* [Work to complete]:
Given the listing below, write out exactly the lines starting with the line that has "Normalize a spec" and going on through the line that has "id must not", both kept.

★ ★ ★ ★ ★

//! Pure domain logic for the RunningHub task orchestration client.
//!
//! Everything in this crate is free of network I/O so it can be shared by
//! the HTTP client, the polling loop, and any caller that needs the same
//! vocabulary:
//!
//! - [`region`] -- region id to base URL / `Host` header routing.
//! - [`params`] -- node/field parameter normalization to wire strings.
//! - [`ids`] -- string-only identifier newtypes.
//! - [`submission`] -- normalized job submissions.
//! - [`status`] -- the task status state machine.
//! - [`result`] -- result payload to absolute URL resolution.
//! - [`error`] / [`classify`] -- the shared error taxonomy.
//! - [`job`] -- the ephemeral per-job record.

pub mod classify;
pub mod error;
pub mod ids;
pub mod job;
pub mod params;
pub mod region;
pub mod result;
pub mod status;
pub mod submission;
pub mod types;

pub use error::TaskError;
pub use ids::{AppId, TaskId, WorkflowId};
pub use region::{RegionConfig, RegionRouter};
pub use status::TaskStatus;
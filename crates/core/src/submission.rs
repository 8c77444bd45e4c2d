//! Job submissions.
//!
//! A [`JobSpec`] is what callers build; a [`JobSubmission`] is what the
//! task client sends. The only path from one to the other is
//! [`JobSubmission::from_spec`], which always runs parameter normalization.

use serde::Deserialize;

use crate::error::TaskError;
use crate::ids::{AppId, WorkflowId};
use crate::params::{normalize, NodeFieldAssignment, RawAssignment};

/// What to run on the provider.
#[derive(Debug, Clone, PartialEq, Eq, Deserialize)]
#[serde(rename_all = "camelCase")]
pub enum JobTarget {
    /// A published AI application (`webappId`).
    AiApp(AppId),
    /// A raw workflow (`workflowId`).
    Workflow(WorkflowId),
}

impl JobTarget {
    /// The identifier text, for logging.
    pub fn id_str(&self) -> &str {
        match self {
            JobTarget::AiApp(id) => id.as_str(),
            JobTarget::Workflow(id) => id.as_str(),
        }
    }

    /// Short label for logs and events.
    pub fn kind(&self) -> &'static str {
        match self {
            JobTarget::AiApp(_) => "ai_app",
            JobTarget::Workflow(_) => "workflow",
        }
    }
}

/// Caller-facing job description, before normalization.
#[derive(Debug, Clone, PartialEq, Deserialize)]
#[serde(rename_all = "camelCase")]
pub struct JobSpec {
    pub target: JobTarget,
    #[serde(default)]
    pub node_info_list: Vec<RawAssignment>,
}

impl JobSpec {
    pub fn ai_app(id: impl Into<AppId>, node_info_list: Vec<RawAssignment>) -> Self {
        Self {
            target: JobTarget::AiApp(id.into()),
            node_info_list,
        }
    }

    pub fn workflow(id: impl Into<WorkflowId>, node_info_list: Vec<RawAssignment>) -> Self {
        Self {
            target: JobTarget::Workflow(id.into()),
            node_info_list,
        }
    }
}

/// A normalized submission bound to a region.
#[derive(Debug, Clone, PartialEq)]
pub struct JobSubmission {
    target: JobTarget,
    node_info_list: Vec<NodeFieldAssignment>,
    region_id: String,
}

impl JobSubmission {
    /// Normalize a spec for submission to `region_id`.
    ///
    /// Fails with [`TaskError::InvalidParameter`] when the target id is blank
    /// or any assignment fails normalization.
    pub fn from_spec(region_id: impl Into<String>, spec: &JobSpec) -> Result<Self, TaskError> {
        if spec.target.id_str().trim().is_empty() {
            return Err(TaskError::InvalidParameter(format!(
                "{} id must not be empty",
                spec.target.kind()
            )));
        }
        Ok(Self {
            target: spec.target.clone(),
            node_info_list: normalize(&spec.node_info_list)?,
            region_id: region_id.into(),
        })
    }

    pub fn target(&self) -> &JobTarget {
        &self.target
    }

    pub fn node_info_list(&self) -> &[NodeFieldAssignment] {
        &self.node_info_list
    }

    pub fn region_id(&self) -> &str {
        &self.region_id
    }
}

★ ★ ★ ★ ★

* [Reply]:
    /// Normalize a spec for submission to `region_id`.
    ///
    /// Fails with [`TaskError::InvalidParameter`] when the target id is blank
    /// or any assignment fails normalization.
    pub fn from_spec(region_id: impl Into<String>, spec: &JobSpec) -> Result<Self, TaskError> {
        if spec.target.id_str().trim().is_empty() {
            return Err(TaskError::InvalidParameter(format!(
                "{} id must not be empty",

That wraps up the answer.